EN QUATRE-VINGT-TREIZE ANS D’EXISTENCE, seulement 5 nominées, et une seule couronnée, Kathryn Bigelow pour Démineurs, en 2010. Certes, en 2019 on comptait un record de 12 % de femmes derrière la caméra des 100 plus grands succès du box-office (10, 5 % tous films confondus) contre 4,5 % en 2018. Mais sabrer le champagne serait oublier, comme le rappelait le documentaire Et la
femme créa Hollywood, de Clara et Julia Kuperberg , qu’en 1925 la moitié des films étaient mis en scène par des réalisatrices, dont l’oubliée Lois Weber, aux plus de 300 titres. Mais aussi, comme le rappelle Véronique Le Bris, journaliste et auteure (1), « que la grande pionnière du 7e art, la Française Alice Guy-Blaché, réalisatrice de près de 2000 courts et longs-métrages, qui ont inspiré Georges Méliès et Louis Feuillade (reconnus, eux, comme les « pères » du cinéma narratif), était à la tête de son propre studio américain, la Solax Film Company, dès 1910 ! » Ces Ève puissantes qui ont construit Hollywood ont été chassées du Paradis avec l’avènement du parlant. « Elles ont disparu quand le cinéma, industrialisé, est devenu plus lucratif », déplore Véronique Le Bris, qui a fondé le Prix Alice Guy, récompensant chaque année la meilleure réalisatrice de film français.

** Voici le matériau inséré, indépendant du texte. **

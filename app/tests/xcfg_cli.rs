// app/tests/xcfg_cli.rs
use assert_cmd::Command;
use serde_json::Value;
use std::fs;
use tempfile::NamedTempFile;

fn write_file(contents: &str) -> NamedTempFile {
    let f = NamedTempFile::new().unwrap();
    fs::write(f.path(), contents.as_bytes()).unwrap();
    f
}

fn xcfg() -> Command {
    let mut cmd = Command::cargo_bin("xcfg").unwrap();
    cmd.env("XCFG_LOG_LEVEL", "error");
    cmd
}

const CLEAN: &str = r#"{
    "log": {"loglevel": "warning"},
    "inbounds": [{"tag": "socks-in", "protocol": "socks", "listen": "127.0.0.1", "port": 1080}],
    "outbounds": [
        {"tag": "proxy-1", "protocol": "trojan",
         "settings": {"servers": [{"address": "t.example", "port": 443, "password": "pw"}]},
         "streamSettings": {"network": "tcp", "security": "tls",
             "tlsSettings": {"serverName": "t.example"}}},
        {"tag": "direct", "protocol": "freedom"}
    ],
    "routing": {
        "rules": [{"domain": ["geosite:cn"], "outboundTag": "direct"}, {"balancerTag": "lb"}],
        "balancers": [{"tag": "lb", "selector": ["proxy-"]}]
    }
}"#;

#[test]
fn check_exit_codes() {
    let clean = write_file(CLEAN);
    xcfg()
        .args(["check", "-c", clean.path().to_str().unwrap()])
        .assert()
        .code(0);

    let errors = write_file(r#"{"outbounds": [{"tag": "", "protocol": "freedom"}]}"#);
    xcfg()
        .args(["check", "-c", errors.path().to_str().unwrap()])
        .assert()
        .code(1);
    xcfg()
        .args(["check", "-c", errors.path().to_str().unwrap(), "--strict"])
        .assert()
        .code(2);

    let fatal = write_file(r#"{"routing": {"balancers": [{"tag": "lb", "selector": []}]}}"#);
    xcfg()
        .args(["check", "-c", fatal.path().to_str().unwrap()])
        .assert()
        .code(2);
}

#[test]
fn null_selector_loads_and_blocks() {
    let fatal = write_file(r#"{"routing": {"balancers": [{"tag": "lb", "selector": null}]}}"#);
    let out = xcfg()
        .args(["check", "-c", fatal.path().to_str().unwrap(), "--format", "json"])
        .output()
        .unwrap();
    assert_eq!(out.status.code(), Some(2));
    let v: Value = serde_json::from_slice(&out.stdout).unwrap();
    assert_eq!(v["issues"][0]["ptr"], "/routing/balancers/0");
    assert_eq!(v["issues"][0]["field"], "selector");
    assert_eq!(v["issues"][0]["severity"], "fatal");

    let mistyped = write_file(r#"{"outbounds": [{"tag": "x", "protocol": 5}]}"#);
    xcfg()
        .args(["check", "-c", mistyped.path().to_str().unwrap()])
        .assert()
        .code(1);
}

#[test]
fn check_json_report() {
    let fatal = write_file(
        r#"{"inbounds": [{"tag": "Dup", "protocol": "tun"}],
            "outbounds": [{"tag": "dup", "protocol": "freedom"}]}"#,
    );
    let out = xcfg()
        .args(["check", "-c", fatal.path().to_str().unwrap(), "--format", "json"])
        .output()
        .unwrap();
    assert_eq!(out.status.code(), Some(2));
    let v: Value = serde_json::from_slice(&out.stdout).unwrap();
    assert_eq!(v["ok"], false);
    assert_eq!(v["summary"]["push_blocked"], true);
    assert_eq!(v["issues"][0]["ptr"], "/");
    assert_eq!(v["issues"][0]["code"], "DUPLICATE_TAG");
    assert_eq!(v["issues"][0]["severity"], "fatal");
}

#[test]
fn check_reads_stdin() {
    xcfg()
        .args(["check", "-c", "-"])
        .write_stdin(CLEAN)
        .assert()
        .code(0);
}

#[test]
fn fmt_preserves_unmodelled_sections() {
    let f = write_file(CLEAN);
    let out = xcfg()
        .args(["fmt", "-c", f.path().to_str().unwrap()])
        .output()
        .unwrap();
    assert!(out.status.success());
    let v: Value = serde_json::from_slice(&out.stdout).unwrap();
    assert_eq!(v["log"]["loglevel"], "warning");
    assert_eq!(v["outbounds"][1]["tag"], "direct");
}

#[test]
fn links_import_and_export() {
    let input = "trojan://pw@t.example:443?security=tls#a\nnot a link\n";
    let out = xcfg()
        .args(["links", "import"])
        .write_stdin(input)
        .output()
        .unwrap();
    assert!(out.status.success());
    let records: Value = serde_json::from_slice(&out.stdout).unwrap();
    assert_eq!(records.as_array().map(Vec::len), Some(1));
    assert!(String::from_utf8_lossy(&out.stderr).contains("1 failed"));

    let doc = write_file(CLEAN);
    let out = xcfg()
        .args(["links", "export", "-c", doc.path().to_str().unwrap()])
        .output()
        .unwrap();
    assert!(out.status.success());
    let text = String::from_utf8(out.stdout).unwrap();
    assert_eq!(text.lines().count(), 1);
    assert!(text.starts_with("trojan://pw@t.example:443?"));
}

#[test]
fn links_import_into_document() {
    let doc = write_file(CLEAN);
    let out = xcfg()
        .args(["links", "import", "--into", doc.path().to_str().unwrap()])
        .write_stdin("trojan://pw@t.example:443#dup\ntrojan://pw2@u.example:443#proxy-2\n")
        .output()
        .unwrap();
    assert!(out.status.success());
    let v: Value = serde_json::from_slice(&out.stdout).unwrap();
    let tags: Vec<&str> = v["outbounds"]
        .as_array()
        .unwrap()
        .iter()
        .filter_map(|o| o["tag"].as_str())
        .collect();
    assert_eq!(tags, ["proxy-1", "direct", "proxy-2"]);
}

#[test]
fn import_refuses_unreadable_outbounds() {
    let doc = write_file(r#"{"outbounds": {"tag": "direct"}}"#);
    xcfg()
        .args(["links", "import", "--into", doc.path().to_str().unwrap()])
        .write_stdin("trojan://pw@t.example:443#a\n")
        .assert()
        .failure();
}

#[test]
fn generate_commands() {
    let out = xcfg().args(["generate", "uuid"]).output().unwrap();
    let id = String::from_utf8(out.stdout).unwrap();
    assert_eq!(id.trim().len(), 36);

    let out = xcfg().args(["generate", "short-id", "--len", "16"]).output().unwrap();
    assert_eq!(String::from_utf8(out.stdout).unwrap().trim().len(), 16);

    xcfg()
        .args(["generate", "short-id", "--len", "3"])
        .assert()
        .failure();

    let out = xcfg().args(["generate", "reality-keypair"]).output().unwrap();
    let text = String::from_utf8(out.stdout).unwrap();
    assert!(text.starts_with("PrivateKey: "));
    assert!(text.contains("\nPublicKey: "));
}
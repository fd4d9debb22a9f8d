use proptest::prelude::*;
use xc_config::is_valid_port;

proptest! {
    #[test]
    fn port_valid_iff_in_range(n in -100_000i64..200_000) {
        prop_assert_eq!(is_valid_port(&n.to_string()), (1..=65535).contains(&n));
    }

    #[test]
    fn non_numeric_ports_rejected(s in "[a-zA-Z ._-]{0,8}") {
        prop_assert!(!is_valid_port(&s));
    }
}
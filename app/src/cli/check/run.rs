use anyhow::{Context, Result};
use tracing::info;

use super::args::CheckArgs;
use super::types::CheckReport;
use crate::cli::Format;
use crate::config_loader::ConfigSource;

/// Main check function - returns exit code (0 = clean, 1 = errors, 2 = fatal)
pub fn run(args: CheckArgs) -> Result<i32> {
    let source = ConfigSource::parse(&args.config);
    let doc = source.load_document()?;
    let report = CheckReport::new(source.describe(), xc_config::preflight(&doc));
    info!(
        file = %report.file,
        errors = report.summary.errors,
        fatal = report.summary.fatal,
        "check finished"
    );
    match args.format {
        Format::Text => println!("{}", report.render_text()),
        Format::Json => {
            let json = serde_json::to_string_pretty(&report).context("serialize check report")?;
            println!("{json}");
        }
    }
    Ok(report.exit_code(args.strict))
}
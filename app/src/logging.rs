//! Logging bootstrap: one `tracing` subscriber per process, configured from env.
//!
//! - `XCFG_LOG_LEVEL`: filter directive (falls back to `RUST_LOG`, then `info`)
//! - `XCFG_LOG_FORMAT`: `compact` (default) or `json`
//!
//! Output goes to stderr; stdout is reserved for command output.

use std::sync::OnceLock;
use tracing_subscriber::EnvFilter;

static LOGGING: OnceLock<LoggingConfig> = OnceLock::new();

#[derive(Debug, Clone, Copy, PartialEq, Eq)]
pub enum LogFormat {
    Compact,
    Json,
}

#[derive(Debug, Clone, PartialEq, Eq)]
pub struct LoggingConfig {
    pub format: LogFormat,
    pub level: String,
}

impl LoggingConfig {
    pub fn from_env() -> Self {
        Self::from_lookup(|k| std::env::var(k).ok())
    }

    fn from_lookup(get: impl Fn(&str) -> Option<String>) -> Self {
        let format = match get("XCFG_LOG_FORMAT").as_deref().map(str::trim) {
            Some("json") => LogFormat::Json,
            _ => LogFormat::Compact,
        };
        let level = get("XCFG_LOG_LEVEL")
            .or_else(|| get("RUST_LOG"))
            .filter(|s| !s.trim().is_empty())
            .unwrap_or_else(|| "info".to_string());
        Self { format, level }
    }
}

/// Install the global subscriber. Later calls are no-ops.
pub fn init_logging() {
    LOGGING.get_or_init(|| {
        let config = LoggingConfig::from_env();
        let filter = EnvFilter::try_new(&config.level).unwrap_or_else(|_| EnvFilter::new("info"));
        let builder = tracing_subscriber::fmt()
            .with_env_filter(filter)
            .with_writer(std::io::stderr)
            .with_target(true);
        // another subscriber may already be installed (tests); keep it
        let _ = match config.format {
            LogFormat::Json => builder.json().try_init(),
            LogFormat::Compact => builder.compact().try_init(),
        };
        tracing::debug!(format = ?config.format, level = %config.level, "logging initialized");
        config
    });
}
//! xcfg entrypoint
//! - tracing 初始化（stderr）
//! - 子命令分发；`check` 以退出码报告结果

use app::{cli, logging};
use clap::Parser;

fn main() -> anyhow::Result<()> {
    let args = cli::Args::parse();
    logging::init_logging();

    match args.command {
        cli::Commands::Check(a) => {
            let code = cli::check::run(a)?;
            std::process::exit(code);
        }
        cli::Commands::Fmt(a) => cli::fmt::run(a),
        cli::Commands::Links(a) => cli::links::run(a),
        cli::Commands::Generate(a) => cli::generate::run(a),
    }
}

SI, EN FRANCE, LES RÉALISATRICES parviennent à s’imposer davantage (23 % de cinéastes selon le collectif 50/50, contre 12 % aux États-Unis), à Hollywood, c’est du côté des décideuses qu’il faut aller « chercher la femme » : 45 % de productrices en 2019, et deux grands studios dirigés par des femmes. Les décideuses veulent faire rimer parité avec visibilité. L’imparable observatoire de l’actrice-activiste Geena Davis (2) a, depuis 2004, pointé les criantes inégalités de représentation dès l’enfance : dans les cartoons, un ratio d’un personnage féminin pour trois masculins ! « L’objectif est d’atteindre la parité sur les écrans. Des personnages féminins accomplissant des choses importantes. Nous voulons que le cinéma soit le reflet du vrai monde, à moitié féminin et très divers », affirme-t-elle. Reflet du monde, et de son public : 51 % des spectateurs sont des spectatrices ! Une fois ces chiffres avancés, « c’est par le financement que le système doit être et sera renversé », analyse Julia Kuperberg. C.Q.F.D. ? Universal, dirigé par Donna Langley, est le studio à avoir distribué en 2019 le plus grand nombre de films réalisés par une femme : 15. Plus que jamais, les actrices créent leurs maisons de production : pour réaliser, s’offrir des rôles, donner des opportunités de travail à d’autres femmes et voir à l’écran des histoires auxquelles elles croient. Charlize Theron a sauvé la production du film féministe Scandale, Margot Robbie financera en partie son Barbie, coécrit par Greta Gerwig. La France compte suivre cet exemple, le collectif 50/50 oeuvre pour encourager davantage de femmes à occuper des postes-clés, derrière la caméra et dans les instances décisionnaires.